Up to and including the final line, please copy every line exactly, starting from the one that contains "let Some(raw) = lookup(key)" in the material below.

Start of Block

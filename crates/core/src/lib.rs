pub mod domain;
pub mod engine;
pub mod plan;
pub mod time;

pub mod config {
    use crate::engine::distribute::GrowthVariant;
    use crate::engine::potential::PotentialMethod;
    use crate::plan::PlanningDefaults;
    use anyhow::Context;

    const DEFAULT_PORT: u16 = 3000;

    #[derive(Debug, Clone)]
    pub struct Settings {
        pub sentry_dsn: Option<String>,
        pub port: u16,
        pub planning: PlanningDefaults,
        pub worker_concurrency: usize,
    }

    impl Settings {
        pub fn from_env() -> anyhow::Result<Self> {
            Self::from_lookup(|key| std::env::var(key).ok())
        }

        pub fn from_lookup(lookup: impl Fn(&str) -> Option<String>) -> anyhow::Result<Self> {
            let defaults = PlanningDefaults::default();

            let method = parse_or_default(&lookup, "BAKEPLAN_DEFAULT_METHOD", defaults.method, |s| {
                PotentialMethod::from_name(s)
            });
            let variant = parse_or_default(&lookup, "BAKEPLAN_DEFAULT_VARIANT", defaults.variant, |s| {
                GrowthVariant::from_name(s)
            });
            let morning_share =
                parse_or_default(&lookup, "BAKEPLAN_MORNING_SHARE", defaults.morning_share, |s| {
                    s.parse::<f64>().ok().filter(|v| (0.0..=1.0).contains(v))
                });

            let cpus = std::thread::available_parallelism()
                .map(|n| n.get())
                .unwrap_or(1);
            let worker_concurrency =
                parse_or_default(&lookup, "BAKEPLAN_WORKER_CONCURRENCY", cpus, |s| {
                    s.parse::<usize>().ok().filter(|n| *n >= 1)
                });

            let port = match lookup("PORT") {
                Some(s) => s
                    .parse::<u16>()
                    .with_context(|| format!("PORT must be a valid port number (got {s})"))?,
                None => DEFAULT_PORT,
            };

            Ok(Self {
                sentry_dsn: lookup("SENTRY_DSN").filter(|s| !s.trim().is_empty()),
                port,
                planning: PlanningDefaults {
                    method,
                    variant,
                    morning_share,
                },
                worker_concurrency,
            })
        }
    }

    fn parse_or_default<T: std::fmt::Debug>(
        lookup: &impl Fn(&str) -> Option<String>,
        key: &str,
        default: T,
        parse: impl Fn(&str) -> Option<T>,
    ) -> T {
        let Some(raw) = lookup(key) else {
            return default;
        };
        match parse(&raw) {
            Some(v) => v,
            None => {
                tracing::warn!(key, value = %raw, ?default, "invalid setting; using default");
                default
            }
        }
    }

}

End of Block

Exercise output>
        let Some(raw) = lookup(key) else {
            return default;
        };
        match parse(&raw) {
            Some(v) => v,
            None => {
                tracing::warn!(key, value = %raw, ?default, "invalid setting; using default");
                default
            }
        }
    }

}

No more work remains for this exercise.